So how does Allison know so much about creating bee and butterfly gardens? Her family roots go back to plants, trees, and nature, where her family owned a nursery and landscaping business in Somerville, AL, a little town just outside of Huntsville. “My dad got into design work and planting perennial gardens – he loved flower beds, that was his niche,” she remembers. “His favorite saying was, ‘Let’s take some grass out and put a bed there!’” In college, Allison pursued a degree in Landscape Design, Installation & Maintenance at Auburn University. “We were taught how to design and install a yard, and then maintain it,” she explains. Allison loved all her classes and was the tenth female at Auburn with that major. “There were only nine females in my major at that time – so I finally put them in double digits!”

After receiving her BS degree in Ornamental Horticulture, she interned at Disney World’s Summer Horticultural Program. Her first job out of college was maintaining the gardens for a large resort close to Disney, but after two years her parents convinced her to move back to Somerville and work at the family business. Of course, going from Orlando back to rural Alabama “was not fun,” and when her sister offered Allison a job opening her and her husband’s new restaurant in Panama City Beach, Florida – Latitudes on Front Beach Road – she accepted the position and moved to the beach in 2000. Currently, Allison is Vice President of Business Development for Herbefex, a local company specializing in residential and commercial landscaping.

Four years ago, Allison discovered Young Living. “I had heard of Young Living strictly as a company that sold essential oils,” she shares. “Getting involved as a customer led me to the path of going chemical-free in my home.” She learned more about ingredients that are in products, which in turn sent her on an educational search. “My theory is, if I don’t know about this, I’ll bet other people don’t know about this either. Everything on our shelves has not been tested and vetted. In 1976 the Federal Government passed a chemical law, and everything already in use was grandfathered in.”

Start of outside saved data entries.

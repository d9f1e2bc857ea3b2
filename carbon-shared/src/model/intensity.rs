use chrono::{DateTime, Utc};
use serde::{Deserialize, Serialize};

/// Half-hour settlement period as reported by the carbon intensity API.
///
/// Intensity endpoints fill `intensity`, generation endpoints fill
/// `generation_mix`, regional endpoints fill both.
#[derive(Clone, Debug, Default, PartialEq, Serialize, Deserialize)]
pub struct Period {
    #[serde(with = "period_time")]
    pub from: DateTime<Utc>,
    #[serde(with = "period_time")]
    pub to: DateTime<Utc>,
    #[serde(default)]
    pub intensity: Option<Intensity>,
    #[serde(default, rename = "generationmix")]
    pub generation_mix: Option<Vec<GenerationMix>>,
}

#[derive(Clone, Debug, Default, PartialEq, Eq, Serialize, Deserialize)]
pub struct Intensity {
    pub forecast: i32,
    pub actual: Option<i32>,
    pub index: String,
}

#[derive(Clone, Debug, Default, PartialEq, Serialize, Deserialize)]
pub struct GenerationMix {
    pub fuel: String,
    #[serde(rename = "perc")]
    pub percentage: f32,
}

/// Minute-precision UTC timestamp used in API paths and payloads, e.g. `2023-07-06T20:30Z`.
pub(crate) fn format_period(instant: &DateTime<Utc>) -> String {
    instant.format(period_time::FORMAT).to_string()
}

mod period_time {
    use chrono::{DateTime, NaiveDateTime, TimeZone, Utc};
    use serde::{Deserialize, Deserializer, Serializer};

    pub(super) const FORMAT: &str = "%Y-%m-%dT%H:%MZ";

    pub fn serialize<S: Serializer>(
        instant: &DateTime<Utc>,
        serializer: S,
    ) -> Result<S::Ok, S::Error> {
        serializer.collect_str(&instant.format(FORMAT))
    }

    pub fn deserialize<'de, D: Deserializer<'de>>(
        deserializer: D,
    ) -> Result<DateTime<Utc>, D::Error> {
        let raw = String::deserialize(deserializer)?;
        NaiveDateTime::parse_from_str(&raw, FORMAT)
            .map(|naive| Utc.from_utc_datetime(&naive))
            .map_err(serde::de::Error::custom)
    }
}
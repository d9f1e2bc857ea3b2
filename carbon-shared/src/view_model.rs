use serde::{Deserialize, Serialize};

use crate::model::intensity::Period;
use crate::model::{Mode, Model};

pub const NATIONAL_NAME: &str = "UK";
pub const LOCAL_NAME: &str = "Local";

#[derive(Clone, Debug, Default, PartialEq, Serialize, Deserialize)]
pub struct ViewModel {
    pub mode: Mode,
    pub national_name: String,
    pub national_intensity: Vec<IntensityPoint>,
    pub national_mix: Vec<GenerationMixPoint>,
    pub local_name: String,
    pub local_intensity: Vec<IntensityPoint>,
    pub local_mix: Vec<GenerationMixPoint>,
}

#[derive(Clone, Debug, PartialEq, Eq, Serialize, Deserialize)]
pub struct IntensityPoint {
    /// Start of the period, RFC 3339.
    pub date: String,
    pub forecast: i32,
    pub actual: Option<i32>,
}

/// One fuel's share of one period.
#[derive(Clone, Debug, PartialEq, Serialize, Deserialize)]
pub struct GenerationMixPoint {
    pub date: String,
    pub hh_mm: String,
    pub fuel: String,
    pub perc: f32,
}

impl From<&Model> for ViewModel {
    fn from(model: &Model) -> Self {
        let local_name = model
            .location
            .as_ref()
            .map(|location| format!("{}, {}", location.admin_district, location.outcode))
            .unwrap_or_else(|| LOCAL_NAME.to_string());

        ViewModel {
            mode: model.mode,
            national_name: NATIONAL_NAME.to_string(),
            national_intensity: intensity_points(&model.national.intensity),
            national_mix: mix_points(&model.national.mix),
            local_name,
            local_intensity: intensity_points(&model.local.intensity),
            local_mix: mix_points(&model.local.mix),
        }
    }
}

fn intensity_points(periods: &[Period]) -> Vec<IntensityPoint> {
    periods
        .iter()
        .filter_map(|period| {
            let intensity = period.intensity.as_ref()?;
            Some(IntensityPoint {
                date: period.from.to_rfc3339(),
                forecast: intensity.forecast,
                actual: intensity.actual,
            })
        })
        .collect()
}

fn mix_points(periods: &[Period]) -> Vec<GenerationMixPoint> {
    periods
        .iter()
        .flat_map(|period| {
            let date = period.from.to_rfc3339();
            let hh_mm = period.from.format("%H:%M").to_string();
            period
                .generation_mix
                .iter()
                .flatten()
                .map(move |mix| GenerationMixPoint {
                    date: date.clone(),
                    hh_mm: hh_mm.clone(),
                    fuel: mix.fuel.clone(),
                    perc: mix.percentage,
                })
        })
        .collect()
}
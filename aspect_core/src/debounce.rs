// Copyright 2026 the Aspect Authors
// SPDX-License-Identifier: Apache-2.0 OR MIT

//! Timer-fallback coalescing of raw resize events.
//!
//! Hosts with native resize observation get batched notifications for free.
//! Hosts that only have a window `resize` event fire it continuously while
//! the user drags; [`Debouncer`] turns such a burst into a single signal that
//! fires once the burst has been quiet for [`ResizeConfig::fallback_delay`].
//!
//! The debouncer is a pure state machine over [`HostTime`]: the backend feeds
//! it event times and asks it, from a timer callback, whether to fire.

use crate::time::{Duration, HostTime, Timebase};

/// How a backend should turn host resize events into coordinator ticks.
#[derive(Clone, Copy, Debug, PartialEq, Eq)]
pub struct ResizeConfig {
    /// Quiet period after the last raw resize event before a tick fires, in
    /// backend ticks. Only used when native observation is unavailable.
    pub fallback_delay: Duration,
    /// Try native resize observation before falling back to events.
    pub prefer_observer: bool,
}

impl ResizeConfig {
    /// Default configuration for the web backend (microsecond ticks):
    /// native observation first, 200 ms debounce otherwise.
    #[must_use]
    pub const fn web() -> Self {
        Self {
            fallback_delay: Duration::from_millis(200, Timebase::MICROS),
            prefer_observer: true,
        }
    }
}

/// Trailing-edge debouncer.
#[derive(Clone, Copy, Debug, PartialEq, Eq)]
pub struct Debouncer {
    delay: Duration,
    last_signal: Option<HostTime>,
}

impl Debouncer {
    /// Creates an idle debouncer with the given quiet period.
    #[must_use]
    pub const fn new(delay: Duration) -> Self {
        Self {
            delay,
            last_signal: None,
        }
    }

    /// Creates a debouncer using `config.fallback_delay`.
    #[must_use]
    pub const fn from_config(config: &ResizeConfig) -> Self {
        Self::new(config.fallback_delay)
    }

    /// Records a raw resize event at `now`, pushing the deadline back.
    pub fn signal(&mut self, now: HostTime) {
        self.last_signal = Some(now);
    }

    /// When the pending signal will fire, if one is pending.
    #[must_use]
    pub fn deadline(&self) -> Option<HostTime> {
        self.last_signal.map(|t| t.saturating_add(self.delay))
    }

    /// Time left until the deadline, or `None` when idle.
    #[must_use]
    pub fn remaining(&self, now: HostTime) -> Option<Duration> {
        self.deadline().map(|d| d.saturating_duration_since(now))
    }

    /// Returns `true` exactly once per burst, at the first poll on or after
    /// the deadline. The debouncer is idle again afterwards.
    pub fn poll(&mut self, now: HostTime) -> bool {
        match self.deadline() {
            Some(deadline) if now >= deadline => {
                self.last_signal = None;
                true
            }
            _ => false,
        }
    }

    /// Returns `true` while a signal is waiting to fire.
    #[must_use]
    pub fn is_pending(&self) -> bool {
        self.last_signal.is_some()
    }

    /// Drops any pending signal.
    pub fn cancel(&mut self) {
        self.last_signal = None;
    }
}
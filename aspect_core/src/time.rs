// Copyright 2026 the Aspect Authors
// SPDX-License-Identifier: Apache-2.0 OR MIT

//! Monotonic host time.
//!
//! [`HostTime`] is a point on the host's monotonic clock expressed in
//! backend-defined ticks (microseconds from `performance.now()` on the web,
//! nanoseconds from `Instant` in native tooling). [`Timebase`] converts those
//! ticks to nanoseconds, and [`Duration`] is a span in the same tick units.

use core::fmt;
use core::ops::Add;

/// A point in time expressed as host monotonic ticks.
#[derive(Clone, Copy, PartialEq, Eq, PartialOrd, Ord, Hash, Default)]
pub struct HostTime(pub u64);

impl HostTime {
    /// Returns the raw tick value.
    #[inline]
    #[must_use]
    pub const fn ticks(self) -> u64 {
        self.0
    }

    /// Returns the duration between `self` and an earlier time, or zero if
    /// `earlier` is after `self`.
    #[inline]
    #[must_use]
    pub const fn saturating_duration_since(self, earlier: Self) -> Duration {
        Duration(self.0.saturating_sub(earlier.0))
    }

    /// Adds a duration, clamping at the end of the clock.
    #[inline]
    #[must_use]
    pub const fn saturating_add(self, duration: Duration) -> Self {
        Self(self.0.saturating_add(duration.0))
    }
}

impl Add<Duration> for HostTime {
    type Output = Self;

    #[inline]
    fn add(self, rhs: Duration) -> Self {
        Self(self.0 + rhs.0)
    }
}

impl fmt::Debug for HostTime {
    fn fmt(&self, f: &mut fmt::Formatter<'_>) -> fmt::Result {
        write!(f, "HostTime({})", self.0)
    }
}

/// Rational conversion factor from ticks to nanoseconds.
///
/// `nanoseconds = ticks * numer / denom`
#[derive(Clone, Copy, PartialEq, Eq, Hash)]
pub struct Timebase {
    /// Numerator of the ticks-to-nanoseconds ratio.
    pub numer: u32,
    /// Denominator of the ticks-to-nanoseconds ratio.
    pub denom: u32,
}

impl Timebase {
    /// Ticks are nanoseconds.
    pub const NANOS: Self = Self::new(1, 1);

    /// Ticks are microseconds (the web backend's clock).
    pub const MICROS: Self = Self::new(1000, 1);

    /// Creates a new timebase with the given numerator and denominator.
    ///
    /// # Panics
    ///
    /// Panics if `denom` is zero.
    #[inline]
    #[must_use]
    pub const fn new(numer: u32, denom: u32) -> Self {
        assert!(denom != 0, "timebase denominator must not be zero");
        Self { numer, denom }
    }

    /// Converts a tick count to nanoseconds.
    #[inline]
    #[must_use]
    #[expect(
        clippy::cast_possible_truncation,
        reason = "u128 intermediate avoids overflow; truncation back to u64 is intentional"
    )]
    pub const fn ticks_to_nanos(self, ticks: u64) -> u64 {
        (ticks as u128 * self.numer as u128 / self.denom as u128) as u64
    }

    /// Converts nanoseconds to a tick count.
    #[inline]
    #[must_use]
    #[expect(
        clippy::cast_possible_truncation,
        reason = "u128 intermediate avoids overflow; truncation back to u64 is intentional"
    )]
    pub const fn nanos_to_ticks(self, nanos: u64) -> u64 {
        (nanos as u128 * self.denom as u128 / self.numer as u128) as u64
    }
}

impl fmt::Debug for Timebase {
    fn fmt(&self, f: &mut fmt::Formatter<'_>) -> fmt::Result {
        write!(f, "Timebase({}/{})", self.numer, self.denom)
    }
}

/// A duration in host ticks.
#[derive(Clone, Copy, PartialEq, Eq, PartialOrd, Ord, Hash, Default)]
pub struct Duration(pub u64);

impl Duration {
    /// A zero-length duration.
    pub const ZERO: Self = Self(0);

    /// Returns the raw tick value.
    #[inline]
    #[must_use]
    pub const fn ticks(self) -> u64 {
        self.0
    }

    /// Creates a duration of `millis` milliseconds in the given timebase.
    #[inline]
    #[must_use]
    pub const fn from_millis(millis: u64, timebase: Timebase) -> Self {
        Self(timebase.nanos_to_ticks(millis.saturating_mul(1_000_000)))
    }

    /// Converts this duration to whole milliseconds in the given timebase.
    #[inline]
    #[must_use]
    pub const fn as_millis(self, timebase: Timebase) -> u64 {
        timebase.ticks_to_nanos(self.0) / 1_000_000
    }
}

impl fmt::Debug for Duration {
    fn fmt(&self, f: &mut fmt::Formatter<'_>) -> fmt::Result {
        write!(f, "Duration({})", self.0)
    }
}
// Copyright 2026 the Aspect Authors
// SPDX-License-Identifier: Apache-2.0 OR MIT

//! Window metrics.

use aspect_core::viewport::ViewportSource;
use web_sys::{Element, Window};

/// Reads viewport metrics from a browser window.
///
/// Every reading goes straight to the DOM; the coordinator captures them
/// once per tick.
pub struct WindowViewport {
    window: Window,
}

impl core::fmt::Debug for WindowViewport {
    fn fmt(&self, f: &mut core::fmt::Formatter<'_>) -> core::fmt::Result {
        f.debug_struct("WindowViewport").finish_non_exhaustive()
    }
}

impl WindowViewport {
    /// Wraps `window`.
    #[must_use]
    pub fn new(window: Window) -> Self {
        Self { window }
    }

    /// Returns the wrapped window.
    #[must_use]
    pub fn window(&self) -> &Window {
        &self.window
    }

    fn root(&self) -> Option<Element> {
        self.window.document()?.document_element()
    }
}

impl ViewportSource for WindowViewport {
    fn inner_width(&self) -> Option<f64> {
        self.window.inner_width().ok()?.as_f64()
    }

    fn client_width(&self) -> Option<f64> {
        self.root().map(|el| f64::from(el.client_width()))
    }

    fn screen_width(&self) -> Option<f64> {
        let width = self.window.screen().ok()?.width().ok()?;
        Some(f64::from(width))
    }

    fn inner_height(&self) -> Option<f64> {
        self.window.inner_height().ok()?.as_f64()
    }

    fn client_height(&self) -> Option<f64> {
        self.root().map(|el| f64::from(el.client_height()))
    }

    fn screen_height(&self) -> Option<f64> {
        let height = self.window.screen().ok()?.height().ok()?;
        Some(f64::from(height))
    }

    fn device_pixel_ratio(&self) -> Option<f64> {
        Some(self.window.device_pixel_ratio())
    }
}
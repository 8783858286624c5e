// Copyright 2026 the Aspect Authors
// SPDX-License-Identifier: Apache-2.0 OR MIT

//! Simulated resize storm that exercises the coordinator, the ratio layer,
//! and the diagnostics pipeline.
//!
//! Mounts a small page (a uniform gallery, a hero image, a container with a
//! broken dataset), then drags a fake window through two resize bursts. Raw
//! resize events are coalesced by a [`Debouncer`] exactly as the web
//! backend's fallback mode does. Events go to both a
//! [`PrettyPrintSink`](aspect_debug::pretty::PrettyPrintSink) and a
//! [`RecorderSink`](aspect_debug::recorder::RecorderSink), and the recording
//! is exported as a Chrome trace JSON file.

use std::cell::RefCell;
use std::collections::BTreeMap;
use std::fs::File;
use std::io::{self, BufWriter};
use std::rc::Rc;

use aspect_core::coordinator::{ResizeCoordinator, TickReport};
use aspect_core::dataset::{Ratio, RatioDataset};
use aspect_core::debounce::{Debouncer, ResizeConfig};
use aspect_core::element::{ElementId, GroupId};
use aspect_core::ratio::{MountSpec, RatioConfig, RatioHost, RatioLayer, ratio_callback};
use aspect_core::time::{Duration, HostTime, Timebase};
use aspect_core::trace::{
    CallbackFailedEvent, DatasetRejectedEvent, RatioAppliedEvent, TickBeginEvent, TraceSink,
    Tracer, UniformBroadcastEvent,
};
use aspect_core::viewport::FixedViewport;

use aspect_debug::clock::ManualClock;
use aspect_debug::pretty::PrettyPrintSink;
use aspect_debug::recorder::RecorderSink;

/// One simulated animation frame, in microseconds.
const FRAME: Duration = Duration(16_667);

/// Forwards every event to two sinks.
struct Tee<A, B>(A, B);

impl<A: TraceSink, B: TraceSink> TraceSink for Tee<A, B> {
    fn on_tick_begin(&mut self, e: &TickBeginEvent) {
        self.0.on_tick_begin(e);
        self.1.on_tick_begin(e);
    }

    fn on_tick_end(&mut self, r: &TickReport) {
        self.0.on_tick_end(r);
        self.1.on_tick_end(r);
    }

    fn on_callback_failed(&mut self, e: &CallbackFailedEvent<'_>) {
        self.0.on_callback_failed(e);
        self.1.on_callback_failed(e);
    }

    fn on_ratio_applied(&mut self, e: &RatioAppliedEvent) {
        self.0.on_ratio_applied(e);
        self.1.on_ratio_applied(e);
    }

    fn on_uniform_broadcast(&mut self, e: &UniformBroadcastEvent) {
        self.0.on_uniform_broadcast(e);
        self.1.on_uniform_broadcast(e);
    }

    fn on_dataset_rejected(&mut self, e: &DatasetRejectedEvent<'_>) {
        self.0.on_dataset_rejected(e);
        self.1.on_dataset_rejected(e);
    }
}

/// Stands in for the DOM: remembers the last padding written per element.
#[derive(Debug, Default)]
struct PageHost {
    padding: BTreeMap<ElementId, String>,
}

impl RatioHost for PageHost {
    fn set_padding_bottom(&mut self, id: ElementId, value: &str) {
        self.padding.insert(id, value.to_owned());
    }

    fn has_inline_padding(&self, id: ElementId) -> bool {
        self.padding.contains_key(&id)
    }
}

fn main() -> io::Result<()> {
    let timebase = Timebase::MICROS;
    let clock = ManualClock::new(timebase);
    clock.set(HostTime(1_000_000)); // start at 1s

    // -- sinks -------------------------------------------------------------
    let pretty = PrettyPrintSink::new(Box::new(io::stdout())).with_clock(clock.clone());
    let recorder = RecorderSink::with_clock(clock.clone());
    let mut sinks = Tee(pretty, recorder);

    // -- page --------------------------------------------------------------
    let layer = Rc::new(RefCell::new(RatioLayer::new(RatioConfig::DEFAULT)));
    let host = Rc::new(RefCell::new(PageHost::default()));
    let coordinator = ResizeCoordinator::new();
    let gallery = GroupId(1);

    let mounted = {
        let mut tracer = Tracer::new(&mut sinks);
        let mut layer = layer.borrow_mut();
        let mut ids = Vec::new();

        // Gallery: the first item knows its ratios, the rest follow it.
        ids.push(layer.mount(MountSpec {
            dataset: RatioDataset::parse_lenient(
                r#"{"320": 75, "768": 56.25, "1200": 42.5}"#,
                &mut tracer,
            ),
            group: Some(gallery),
            picture: true,
            fallback: None,
        }));
        for _ in 0..3 {
            ids.push(layer.mount(MountSpec {
                group: Some(gallery),
                ..MountSpec::default()
            }));
        }

        // Hero: desktop-first breakpoints, scaled by pixel ratio.
        ids.push(layer.mount(MountSpec {
            dataset: RatioDataset::parse_lenient(
                r#"{"640": "66.6%", "1024": "50%", "1920": "37.5%"}"#,
                &mut tracer,
            ),
            ..MountSpec::default()
        }));

        // Broken dataset: degrades to its static fallback.
        ids.push(layer.mount(MountSpec {
            dataset: RatioDataset::parse_lenient(r#"{"320": 56.25"#, &mut tracer),
            fallback: Ratio::new(100.0),
            ..MountSpec::default()
        }));

        ids
    };

    for id in &mounted {
        coordinator.register(*id, ratio_callback(Rc::clone(&layer), Rc::clone(&host)));
    }

    // A registration whose element went away without unregistering. Its
    // callback fails every tick without disturbing the others.
    let orphan = layer.borrow_mut().mount(MountSpec::default());
    coordinator.register(orphan, ratio_callback(Rc::clone(&layer), Rc::clone(&host)));
    layer.borrow_mut().unmount(orphan);

    // -- initial paint -----------------------------------------------------
    let viewport = FixedViewport::new(1280.0, 800.0, 1.0);
    coordinator.notify(&viewport, &mut Tracer::new(&mut sinks));

    // -- resize storms -----------------------------------------------------
    let mut debouncer = Debouncer::from_config(&ResizeConfig::web());
    let storms: [(f64, f64, f64); 2] = [(1280.0, 600.0, 1.0), (600.0, 1600.0, 2.0)];
    let mut raw_events = 0_u32;

    for (from, to, pixel_ratio) in storms {
        viewport.set_pixel_ratio(pixel_ratio);
        let steps = 30;
        for step in 1..=steps {
            let width = from + (to - from) * f64::from(step) / f64::from(steps);
            viewport.set_width(width);
            debouncer.signal(clock.get());
            raw_events += 1;
            clock.advance(FRAME);
            if debouncer.poll(clock.get()) {
                coordinator.notify(&viewport, &mut Tracer::new(&mut sinks));
            }
        }
        // The user lets go; the burst settles.
        while debouncer.is_pending() {
            clock.advance(FRAME);
            if debouncer.poll(clock.get()) {
                coordinator.notify(&viewport, &mut Tracer::new(&mut sinks));
            }
        }
    }

    // -- summary -----------------------------------------------------------
    println!(
        "{raw_events} raw resize events → {} ticks",
        coordinator.tick().get()
    );
    for (id, padding) in &host.borrow().padding {
        println!("  {id:?}: padding-bottom {padding}");
    }

    // -- export Chrome trace -----------------------------------------------
    let Tee(_, recorder) = sinks;
    let path = "resize_trace.json";
    let mut writer = BufWriter::new(File::create(path)?);
    aspect_debug::chrome::export(recorder.as_bytes(), recorder.timebase(), &mut writer)?;
    println!("Wrote {path}");
    Ok(())
}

The stats are staggering. “The average American female will put 88 chemicals on her body before breakfast,” she shares. “Think about your morning routine. Shower soap, shampoo, body lotion, makeup, deodorant, haircare products, perfume. The European Union has banned over 1300 ingredients – America has not hit 20 yet. Europe is paying closer attention to side effects – we are not there yet.” For more information, email Allison at alliepcb@yahoo.com and she’ll send you The Dirty Dozen: Twelve of the worst chemical culprits found in everyday products.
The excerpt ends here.